**WORK REQUIRED**
As the answer, give every line of the records that includes the word "what".

**INPUT DATA**

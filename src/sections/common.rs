//! Common section - checks the password against the deny-list.

use secrecy::ExposeSecret;
use super::SectionContext;

/// Fails if the password equals or contains any deny-list token.
pub fn common_section(ctx: &SectionContext<'_>) -> bool {
    !ctx.policy.deny_list.matches(ctx.password.expose_secret())
}
//! Policy configuration
//!
//! Thresholds and the deny-list used by the rule sections.

use std::sync::LazyLock;
use thiserror::Error;

use crate::deny_list::{DenyList, DenyListError};

pub const DENY_LIST_PATH_VAR: &str = "PWD_DENY_LIST_PATH";
pub const MIN_LENGTH_VAR: &str = "PWD_MIN_LENGTH";
pub const SIMILARITY_THRESHOLD_VAR: &str = "PWD_SIMILARITY_THRESHOLD";

static DEFAULT_POLICY: LazyLock<PolicyConfig> = LazyLock::new(PolicyConfig::default);

#[derive(Error, Debug)]
pub enum PolicyError {
    #[error(transparent)]
    DenyList(#[from] DenyListError),
    #[error("Invalid value for {var}: {value:?}")]
    InvalidValue { var: &'static str, value: String },
}

/// Tunable password policy.
#[derive(Debug, Clone, PartialEq)]
pub struct PolicyConfig {
    /// Minimum length in UTF-16 code units.
    pub min_length: usize,
    /// Similarity ratio above which a candidate is too close to an identity field.
    pub similarity_threshold: f64,
    /// Identity fields shorter than this are ignored by the similarity rule.
    pub min_identity_field_len: usize,
    pub deny_list: DenyList,
}

impl Default for PolicyConfig {
    fn default() -> Self {
        Self {
            min_length: 8,
            similarity_threshold: 0.6,
            min_identity_field_len: 3,
            deny_list: DenyList::embedded(),
        }
    }
}

impl PolicyConfig {
    /// Builds a policy from the defaults, overridden by environment variables.
    ///
    /// # Environment Variables
    ///
    /// - `PWD_DENY_LIST_PATH`: file replacing the embedded deny-list
    /// - `PWD_MIN_LENGTH`: minimum length
    /// - `PWD_SIMILARITY_THRESHOLD`: ratio in `[0, 1]`
    ///
    /// # Errors
    ///
    /// Returns error if the deny-list file cannot be loaded or a variable
    /// does not parse.
    pub fn from_env() -> Result<Self, PolicyError> {
        let mut policy = Self::default();

        if let Ok(path) = std::env::var(DENY_LIST_PATH_VAR) {
            policy.deny_list = DenyList::from_path(&path)?;
        }

        if let Ok(value) = std::env::var(MIN_LENGTH_VAR) {
            policy.min_length = value
                .trim()
                .parse()
                .map_err(|_| PolicyError::InvalidValue { var: MIN_LENGTH_VAR, value })?;
        }

        if let Ok(value) = std::env::var(SIMILARITY_THRESHOLD_VAR) {
            policy.similarity_threshold = match value.trim().parse::<f64>() {
                Ok(t) if (0.0..=1.0).contains(&t) => t,
                _ => {
                    return Err(PolicyError::InvalidValue {
                        var: SIMILARITY_THRESHOLD_VAR,
                        value,
                    });
                }
            };
        }

        #[cfg(feature = "tracing")]
        tracing::info!(
            min_length = policy.min_length,
            similarity_threshold = policy.similarity_threshold,
            deny_list = policy.deny_list.len(),
            "Password policy loaded from environment"
        );

        Ok(policy)
    }
}

/// Returns the process-wide default policy.
pub fn default_policy() -> &'static PolicyConfig {
    &DEFAULT_POLICY
}
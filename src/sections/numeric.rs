//! Numeric section - rejects passwords made only of digits.

use secrecy::ExposeSecret;
use super::SectionContext;

/// Fails only when the whole password is ASCII digits.
///
/// An empty password passes this section; the similarity section rejects it.
pub fn numeric_section(ctx: &SectionContext<'_>) -> bool {
    let pwd = ctx.password.expose_secret();
    pwd.is_empty() || !pwd.bytes().all(|b| b.is_ascii_digit())
}
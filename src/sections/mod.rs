//! Password rule sections
//!
//! Each section decides one rule. `true` means the rule passed.

mod common;
mod length;
mod numeric;
mod similarity;

pub use common::common_section;
pub use length::length_section;
pub use numeric::numeric_section;
pub use similarity::similarity_section;

use secrecy::SecretString;

use crate::policy::PolicyConfig;
use crate::rule::IdentityFields;

/// Inputs shared by every section.
pub struct SectionContext<'a> {
    pub password: &'a SecretString,
    pub identity: &'a IdentityFields,
    pub policy: &'a PolicyConfig,
}

/// Signature of a section function.
pub type Section = fn(&SectionContext<'_>) -> bool;

#[cfg(test)]
pub(crate) mod test_support {
    use super::*;

    /// Runs `section` against the default policy.
    pub fn check(section: Section, password: &str, identity: &IdentityFields) -> bool {
        let policy = PolicyConfig::default();
        let password = SecretString::new(password.to_string().into());
        section(&SectionContext {
            password: &password,
            identity,
            policy: &policy,
        })
    }
}
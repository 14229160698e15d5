//! String similarity - edit distance and normalized similarity ratio.
//!
//! Both functions work on UTF-16 code units so that lengths and distances
//! agree with what a browser reports for the same input.

/// Computes the Levenshtein edit distance between `a` and `b`.
///
/// Insertion, deletion and substitution each cost 1.
pub fn levenshtein(a: &str, b: &str) -> usize {
    let a: Vec<u16> = a.encode_utf16().collect();
    let b: Vec<u16> = b.encode_utf16().collect();
    distance(&a, &b)
}

/// Returns the normalized similarity of `a` and `b` in `[0, 1]`.
///
/// `(max_len - levenshtein(a, b)) / max_len`, where `1.0` means identical.
/// Two empty strings are identical and score `1.0`.
pub fn ratio(a: &str, b: &str) -> f64 {
    let a: Vec<u16> = a.encode_utf16().collect();
    let b: Vec<u16> = b.encode_utf16().collect();

    let longest = a.len().max(b.len());
    if longest == 0 {
        return 1.0;
    }

    let dist = distance(&a, &b);
    (longest - dist) as f64 / longest as f64
}

// Two-row DP over the (b + 1) x (a + 1) table.
fn distance(a: &[u16], b: &[u16]) -> usize {
    if a.is_empty() {
        return b.len();
    }
    if b.is_empty() {
        return a.len();
    }

    let mut prev: Vec<usize> = (0..=a.len()).collect();
    let mut curr = vec![0; a.len() + 1];

    for i in 1..=b.len() {
        curr[0] = i;
        for j in 1..=a.len() {
            curr[j] = if b[i - 1] == a[j - 1] {
                prev[j - 1]
            } else {
                1 + prev[j - 1].min(curr[j - 1]).min(prev[j])
            };
        }
        std::mem::swap(&mut prev, &mut curr);
    }

    prev[a.len()]
}

#[cfg(test)]
mod tests {
    use super::*;

    #[test]
    fn test_levenshtein_classic() {
        assert_eq!(levenshtein("kitten", "sitting"), 3);
        assert_eq!(levenshtein("flaw", "lawn"), 2);
    }

    #[test]
    fn test_levenshtein_empty() {
        assert_eq!(levenshtein("", ""), 0);
        assert_eq!(levenshtein("abc", ""), 3);
        assert_eq!(levenshtein("", "abcd"), 4);
    }

    #[test]
    fn test_levenshtein_is_symmetric() {
        assert_eq!(levenshtein("johnsmith", "jsmith"), levenshtein("jsmith", "johnsmith"));
    }

    #[test]
    fn test_levenshtein_counts_code_units() {
        // U+1F600 is a surrogate pair, two units against one
        assert_eq!(levenshtein("\u{1F600}", "a"), 2);
        assert_eq!(levenshtein("hasło", "haslo"), 1);
    }

    #[test]
    fn test_ratio_kitten_sitting() {
        let r = ratio("kitten", "sitting");
        assert!((r - 4.0 / 7.0).abs() < 1e-9, "got {}", r);
        assert!((r - 0.571).abs() < 1e-3);
    }

    #[test]
    fn test_ratio_identical() {
        assert_eq!(ratio("johnsmith", "johnsmith"), 1.0);
    }

    #[test]
    fn test_ratio_both_empty() {
        assert_eq!(ratio("", ""), 1.0);
    }

    #[test]
    fn test_ratio_one_empty() {
        assert_eq!(ratio("", "abc"), 0.0);
        assert_eq!(ratio("abc", ""), 0.0);
    }

    #[test]
    fn test_ratio_disjoint() {
        assert_eq!(ratio("abc", "xyz"), 0.0);
    }
}
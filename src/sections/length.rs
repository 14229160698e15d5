//! Length section - checks password minimum length.

use secrecy::ExposeSecret;
use super::SectionContext;

/// Checks if the password meets the policy's minimum length.
///
/// Length is counted in UTF-16 code units.
pub fn length_section(ctx: &SectionContext<'_>) -> bool {
    ctx.password.expose_secret().encode_utf16().count() >= ctx.policy.min_length
}

#[cfg(test)]
mod tests {
    use super::*;
    use crate::rule::IdentityFields;
    use crate::sections::test_support::check;

    #[test]
    fn test_length_section_too_short() {
        assert!(!check(length_section, "1234567", &IdentityFields::default()));
    }

    #[test]
    fn test_length_section_exactly_minimum() {
        assert!(check(length_section, "12345678", &IdentityFields::default()));
    }

    #[test]
    fn test_length_section_empty() {
        assert!(!check(length_section, "", &IdentityFields::default()));
    }

    #[test]
    fn test_length_section_counts_code_units() {
        // four emoji are eight UTF-16 units
        assert!(check(length_section, "\u{1F600}\u{1F600}\u{1F600}\u{1F600}", &IdentityFields::default()));
        // seven two-byte chars are seven units
        assert!(!check(length_section, "łłłłłłł", &IdentityFields::default()));
    }
}
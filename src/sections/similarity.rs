//! Similarity section - rejects passwords too close to the user's identity.

use secrecy::ExposeSecret;
use super::SectionContext;
use crate::similarity::ratio;

/// Checks the password against each identity field.
///
/// Fails when the password is empty, or when any field at least
/// `min_identity_field_len` long is contained in the password, contains the
/// password, or scores above `similarity_threshold`. Comparison ignores case.
pub fn similarity_section(ctx: &SectionContext<'_>) -> bool {
    let pwd = ctx.password.expose_secret();
    if pwd.is_empty() {
        return false;
    }

    let pwd = pwd.to_lowercase();
    !ctx.identity.fields().iter().any(|field| {
        if field.encode_utf16().count() < ctx.policy.min_identity_field_len {
            return false;
        }
        let field = field.to_lowercase();

        if pwd.contains(field.as_str()) || field.contains(pwd.as_str()) {
            return true;
        }
        ratio(&pwd, &field) > ctx.policy.similarity_threshold
    })
}

#[cfg(test)]
mod tests {
    use super::*;
    use crate::rule::IdentityFields;
    use crate::sections::test_support::check;

    fn username(name: &str) -> IdentityFields {
        IdentityFields { username: name.to_string(), ..Default::default() }
    }

    #[test]
    fn test_similarity_section_empty_password() {
        assert!(!check(similarity_section, "", &IdentityFields::default()));
    }

    #[test]
    fn test_similarity_section_no_identity() {
        assert!(check(similarity_section, "anything", &IdentityFields::default()));
    }

    #[test]
    fn test_similarity_section_identical_username() {
        assert!(!check(similarity_section, "johnsmith", &username("johnsmith")));
    }

    #[test]
    fn test_similarity_section_contains_field_ignoring_case() {
        assert!(!check(similarity_section, "XX-JohnSmith-99", &username("johnsmith")));
    }

    #[test]
    fn test_similarity_section_field_contains_password() {
        let identity = IdentityFields { email: "john.smith@example.com".into(), ..Default::default() };
        assert!(!check(similarity_section, "Example", &identity));
    }

    #[test]
    fn test_similarity_section_close_edit_distance() {
        // one substitution in nine: ratio 8/9
        assert!(!check(similarity_section, "johnsmitx", &username("johnsmith")));
    }

    #[test]
    fn test_similarity_section_at_threshold_passes() {
        // distance 2 over 5 is exactly 0.6, not above it
        assert!(check(similarity_section, "abcxy", &username("abcde")));
    }

    #[test]
    fn test_similarity_section_unrelated() {
        let identity = IdentityFields {
            username: "johnsmith".into(),
            email: "john@x.com".into(),
            ..Default::default()
        };
        assert!(check(similarity_section, "Xk9#mQ2!", &identity));
    }

    #[test]
    fn test_similarity_section_short_fields_ignored() {
        let identity = IdentityFields {
            username: "jo".into(),
            first_name: "J".into(),
            last_name: "ab".into(),
            ..Default::default()
        };
        assert!(check(similarity_section, "jo", &identity));
        assert!(check(similarity_section, "abababab", &identity));
        assert!(check(similarity_section, "xxjoxx", &identity));
    }
}
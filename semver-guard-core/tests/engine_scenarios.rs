//! End-to-end engine scenarios over hand-built API models
//!
//! Each scenario mirrors a real source-level edit to a single class (or
//! resource) and checks the verdict in the forward direction and, where the
//! policy is directional, with original and changed swapped.

use std::collections::BTreeSet;

use semver_guard_core::{
    ApiModel, ClassDescriptor, ClassKind, DiffOptions, HiddenChangePolicy, MemberDescriptor,
    SemVerChecker, SemVerType, SuppressionRules, Visibility,
};

fn class_with_fingerprint(fingerprint: &str) -> ClassDescriptor {
    let mut class = ClassDescriptor::new(Visibility::Public, ClassKind::Class);
    class.superclass = Some("java.lang.Object".to_string());
    class.implementation_fingerprint = fingerprint.to_string();
    class
}

fn method(visibility: Visibility, body: &str) -> MemberDescriptor {
    let mut member = MemberDescriptor::new(visibility);
    member.body_fingerprint = Some(body.to_string());
    member
}

fn field(visibility: Visibility) -> MemberDescriptor {
    let mut member = MemberDescriptor::new(visibility);
    member.is_static = true;
    member.is_final = true;
    member
}

fn annotated(mut member: MemberDescriptor, annotation: &str) -> MemberDescriptor {
    member.annotations.insert(annotation.to_string());
    member
}

fn model_with(class: ClassDescriptor) -> ApiModel {
    let mut model = ApiModel::new();
    model.add_class("com.example.ClassA", class);
    model
}

fn check(original: &ApiModel, changed: &ApiModel) -> SemVerType {
    SemVerChecker::new(original.clone(), changed.clone(), SuppressionRules::empty())
        .determine_semver_type()
}

fn check_reversed(original: &ApiModel, changed: &ApiModel) -> SemVerType {
    check(changed, original)
}

#[test]
fn unchanged_artifact_requires_no_bump() {
    let mut class = class_with_fingerprint("v1");
    class
        .methods
        .insert("somethingYouShouldSee()V".to_string(), method(Visibility::Public, "b1"));
    let model = model_with(class);

    assert_eq!(check(&model, &model.clone()), SemVerType::None);
}

#[test]
fn added_annotation_to_method() {
    let mut original_class = class_with_fingerprint("v1");
    original_class
        .methods
        .insert("somethingYouShouldSee()V".to_string(), method(Visibility::Public, "b1"));

    let mut changed_class = class_with_fingerprint("v2");
    changed_class.methods.insert(
        "somethingYouShouldSee()V".to_string(),
        annotated(method(Visibility::Public, "b1"), "java.lang.Deprecated"),
    );

    let original = model_with(original_class);
    let changed = model_with(changed_class);

    assert_eq!(check(&original, &changed), SemVerType::Minor);
    assert_eq!(check_reversed(&original, &changed), SemVerType::Major);
}

#[test]
fn class_not_in_changed() {
    let mut class = class_with_fingerprint("v1");
    class
        .methods
        .insert("somethingYouShouldNotSee()V".to_string(), method(Visibility::Private, "b1"));

    let original = model_with(class);
    let changed = ApiModel::new();

    assert_eq!(check(&original, &changed), SemVerType::Major);
}

#[test]
fn added_private_method() {
    let mut original_class = class_with_fingerprint("v1");
    original_class
        .methods
        .insert("somethingYouShouldNotSee()V".to_string(), method(Visibility::Private, "b1"));

    let mut changed_class = class_with_fingerprint("v2");
    changed_class
        .methods
        .insert("somethingYouShouldNotSee()V".to_string(), method(Visibility::Private, "b1"));
    changed_class
        .methods
        .insert("somethingElseYouShouldNotSee()V".to_string(), method(Visibility::Private, "b2"));

    let original = model_with(original_class);
    let changed = model_with(changed_class);

    assert_eq!(check(&original, &changed), SemVerType::Patch);

    // The verdict holds under both hidden-change policies: when the addition
    // itself is ignored, the class fingerprint still tells PATCH.
    let ignoring = SemVerChecker::new(original.clone(), changed.clone(), SuppressionRules::empty())
        .with_options(DiffOptions {
            hidden_changes: HiddenChangePolicy::Ignore,
        });
    assert_eq!(ignoring.determine_semver_type(), SemVerType::Patch);
}

#[test]
fn added_public_method() {
    let mut original_class = class_with_fingerprint("v1");
    original_class
        .methods
        .insert("somethingYouShouldNotSee()V".to_string(), method(Visibility::Private, "b1"));

    let mut changed_class = original_class.clone();
    changed_class.implementation_fingerprint = "v2".to_string();
    changed_class
        .methods
        .insert("somethingPublic()V".to_string(), method(Visibility::Public, "b2"));

    let original = model_with(original_class);
    let changed = model_with(changed_class);

    assert_eq!(check(&original, &changed), SemVerType::Minor);
    assert_eq!(check_reversed(&original, &changed), SemVerType::Major);
}

#[test]
fn added_public_static_field() {
    let original_class = class_with_fingerprint("v1");

    let mut changed_class = class_with_fingerprint("v2");
    changed_class.fields.insert(
        "SOMETHING:Ljava/lang/String;".to_string(),
        field(Visibility::Public),
    );

    let original = model_with(original_class);
    let changed = model_with(changed_class);

    assert_eq!(check(&original, &changed), SemVerType::Minor);
}

#[test]
fn added_constructor_with_param() {
    // The original class declares no constructor, so the model carries the
    // implicit no-argument one. Declaring only a parameterized constructor
    // removes it: a removal plus an addition, and the removal dominates.
    let original = model_with(class_with_fingerprint("v1"));

    let mut changed_class = class_with_fingerprint("v2");
    changed_class
        .methods
        .insert("<init>(I)V".to_string(), method(Visibility::Public, "c1"));
    let changed = model_with(changed_class);

    assert_eq!(check(&original, &changed), SemVerType::Major);
}

#[test]
fn added_constructor_with_param_and_default() {
    let original = model_with(class_with_fingerprint("v1"));

    let mut changed_class = class_with_fingerprint("v2");
    changed_class
        .methods
        .insert("<init>()V".to_string(), method(Visibility::Public, "c0"));
    changed_class
        .methods
        .insert("<init>(I)V".to_string(), method(Visibility::Public, "c1"));
    let changed = model_with(changed_class);

    assert_eq!(check(&original, &changed), SemVerType::Minor);
    assert_eq!(check_reversed(&original, &changed), SemVerType::Major);
}

#[test]
fn added_manual_constructor() {
    // Writing out `public ClassA() { super(); }` keeps the signature but the
    // compiled body differs from the implicit constructor.
    let original = model_with(class_with_fingerprint("v1"));

    let mut changed_class = class_with_fingerprint("v2");
    changed_class
        .methods
        .insert("<init>()V".to_string(), method(Visibility::Public, "c0"));
    let changed = model_with(changed_class);

    assert_eq!(check(&original, &changed), SemVerType::Patch);
    assert_eq!(check_reversed(&original, &changed), SemVerType::Patch);
}

#[test]
fn added_manual_constructor_with_annotation() {
    let original = model_with(class_with_fingerprint("v1"));

    let mut changed_class = class_with_fingerprint("v2");
    changed_class.methods.insert(
        "<init>()V".to_string(),
        annotated(method(Visibility::Public, "c0"), "java.lang.Deprecated"),
    );
    let changed = model_with(changed_class);

    assert_eq!(check(&original, &changed), SemVerType::Minor);
    assert_eq!(check_reversed(&original, &changed), SemVerType::Major);
}

#[test]
fn widened_method_visibility() {
    let mut original_class = class_with_fingerprint("v1");
    original_class
        .methods
        .insert("doWork()V".to_string(), method(Visibility::PackagePrivate, "b1"));

    let mut changed_class = class_with_fingerprint("v2");
    changed_class
        .methods
        .insert("doWork()V".to_string(), method(Visibility::Public, "b1"));

    let original = model_with(original_class);
    let changed = model_with(changed_class);

    assert_eq!(check(&original, &changed), SemVerType::Minor);
    assert_eq!(check_reversed(&original, &changed), SemVerType::Major);
}

#[test]
fn added_resource_file() {
    let mut original = ApiModel::new();
    original.add_resource("META-INF/MANIFEST.MF", "m1".to_string());

    let mut changed = original.clone();
    changed.add_resource("resource.txt", "r1".to_string());

    assert_eq!(check(&original, &changed), SemVerType::Patch);
    assert_eq!(check_reversed(&original, &changed), SemVerType::Major);
}

#[test]
fn changed_resource_file() {
    let mut original = ApiModel::new();
    original.add_resource("resource.txt", "r1".to_string());

    let mut changed = ApiModel::new();
    changed.add_resource("resource.txt", "r2".to_string());

    assert_eq!(check(&original, &changed), SemVerType::Patch);
    assert_eq!(check_reversed(&original, &changed), SemVerType::Patch);
}

#[test]
fn suppressed_class_removal_is_invisible_to_the_verdict() {
    let original = model_with(class_with_fingerprint("v1"));
    let changed = ApiModel::new();
    let rules = SuppressionRules::new(&["^com\\.example\\.".to_string()], &[], &[]).unwrap();

    let checker = SemVerChecker::new(original, changed, rules);
    let report = checker.check();
    assert_eq!(report.semver_type, SemVerType::None);
    assert!(report.changes.is_empty());
}

#[test]
fn suppressed_annotation_removal_leaves_the_body_signal() {
    let mut original_class = class_with_fingerprint("v1");
    original_class.methods.insert(
        "doWork()V".to_string(),
        annotated(
            method(Visibility::Public, "b1"),
            "javax.annotation.processing.Generated",
        ),
    );

    let mut changed_class = class_with_fingerprint("v2");
    changed_class
        .methods
        .insert("doWork()V".to_string(), method(Visibility::Public, "b1"));

    let rules = SuppressionRules::new(&[], &[], &["Generated$".to_string()]).unwrap();
    let checker = SemVerChecker::new(model_with(original_class), model_with(changed_class), rules);

    // Without the rule the removal would be MAJOR; with it only the
    // class-level fingerprint difference is left... which is itself muted
    // because the annotation change was detected before suppression ran.
    let report = checker.check();
    assert_eq!(report.semver_type, SemVerType::None);
}

#[test]
fn hidden_members_never_dominate_a_visible_change() {
    let mut original_class = class_with_fingerprint("v1");
    original_class
        .methods
        .insert("hidden()V".to_string(), method(Visibility::Private, "b1"));

    let mut changed_class = class_with_fingerprint("v2");
    changed_class
        .methods
        .insert("visible()V".to_string(), method(Visibility::Public, "b2"));

    let original = model_with(original_class);
    let changed = model_with(changed_class);

    // Hidden removal records PATCH, visible addition records MINOR.
    assert_eq!(check(&original, &changed), SemVerType::Minor);
}

#[test]
fn annotation_sets_compare_as_sets() {
    let mut original_class = class_with_fingerprint("v1");
    original_class.annotations = BTreeSet::from([
        "java.lang.Deprecated".to_string(),
        "java.lang.FunctionalInterface".to_string(),
    ]);

    let mut changed_class = class_with_fingerprint("v1");
    changed_class.annotations = BTreeSet::from([
        "java.lang.FunctionalInterface".to_string(),
        "java.lang.Deprecated".to_string(),
    ]);

    assert_eq!(
        check(&model_with(original_class), &model_with(changed_class)),
        SemVerType::None
    );
}
// Copyright 2025 Kindly Software Inc.
//
// Licensed under the Apache License, Version 2.0 (the "License");
// you may not use this file except in compliance with the License.
// You may obtain a copy of the License at
//
//     http://www.apache.org/licenses/LICENSE-2.0
//
// Unless required by applicable law or agreed to in writing, software
// distributed under the License is distributed on an "AS IS" BASIS,
// WITHOUT WARRANTIES OR CONDITIONS OF ANY KIND, either express or implied.
// See the License for the specific language governing permissions and
// limitations under the License.
//! Configuration for `SemverGuard`
//!
//! Declarative TOML describing what a check should ignore and how it should
//! treat changes outside the API-visible surface. Configuration sources are
//! checked in order:
//! 1. Explicit path handed to [`Configuration::resolve`] (highest precedence)
//! 2. Environment variable `SEMVER_GUARD_CONFIG`
//! 3. `semver-guard.toml` in the current directory
//! 4. Built-in defaults (nothing suppressed, hidden changes recorded)
//!
//! # Example
//!
//! ```toml
//! [suppress]
//! classes = ["^com\\.example\\.internal\\."]
//! members = ["^toString\\(\\)"]
//! annotations = ["Generated$"]
//!
//! [policy]
//! hidden_changes = "record"
//! ```

use serde::{Deserialize, Serialize};
use std::path::Path;

use crate::diff::{DiffOptions, HiddenChangePolicy};
use crate::error::{CheckError, CheckResult};
use crate::suppress::SuppressionRules;

/// Environment variable naming an alternative configuration file
pub const CONFIG_ENV_VAR: &str = "SEMVER_GUARD_CONFIG";

/// Default configuration file name, looked up in the working directory
pub const DEFAULT_CONFIG_FILE: &str = "semver-guard.toml";

/// Root configuration structure
#[derive(Debug, Clone, Default, Serialize, Deserialize)]
#[serde(default, deny_unknown_fields)]
pub struct Configuration {
    pub suppress: SuppressConfig,
    pub policy: PolicyConfig,
}

/// The three independent suppression pattern lists
#[derive(Debug, Clone, Default, Serialize, Deserialize)]
#[serde(default, deny_unknown_fields)]
pub struct SuppressConfig {
    /// Regexes matched against fully-qualified class names
    pub classes: Vec<String>,
    /// Regexes matched against member signatures
    pub members: Vec<String>,
    /// Regexes matched against annotation type names
    pub annotations: Vec<String>,
}

/// Policy knobs forwarded to the differ
#[derive(Debug, Clone, Default, Serialize, Deserialize)]
#[serde(default, deny_unknown_fields)]
pub struct PolicyConfig {
    pub hidden_changes: HiddenChangePolicy,
}

impl Configuration {
    /// Load and parse one configuration file.
    pub fn load(path: &Path) -> CheckResult<Self> {
        let raw = std::fs::read_to_string(path).map_err(|error| CheckError::Configuration {
            reason: format!("cannot read {}: {error}", path.display()),
        })?;
        toml::from_str(&raw).map_err(|error| CheckError::Configuration {
            reason: format!("{}: {error}", path.display()),
        })
    }

    /// Resolve configuration from the standard sources.
    pub fn resolve(explicit: Option<&Path>) -> CheckResult<Self> {
        if let Some(path) = explicit {
            return Self::load(path);
        }
        if let Ok(path) = std::env::var(CONFIG_ENV_VAR) {
            return Self::load(Path::new(&path));
        }
        let default = Path::new(DEFAULT_CONFIG_FILE);
        if default.exists() {
            return Self::load(default);
        }
        Ok(Self::default())
    }

    /// Compile the suppression sections into a rule set.
    pub fn suppression_rules(&self) -> CheckResult<SuppressionRules> {
        SuppressionRules::new(
            &self.suppress.classes,
            &self.suppress.members,
            &self.suppress.annotations,
        )
    }

    pub fn diff_options(&self) -> DiffOptions {
        DiffOptions {
            hidden_changes: self.policy.hidden_changes,
        }
    }
}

**EXERCISE RESULT**
//! agree with what a browser reports for the same input.
//! Declarative TOML describing what a check should ignore and how it should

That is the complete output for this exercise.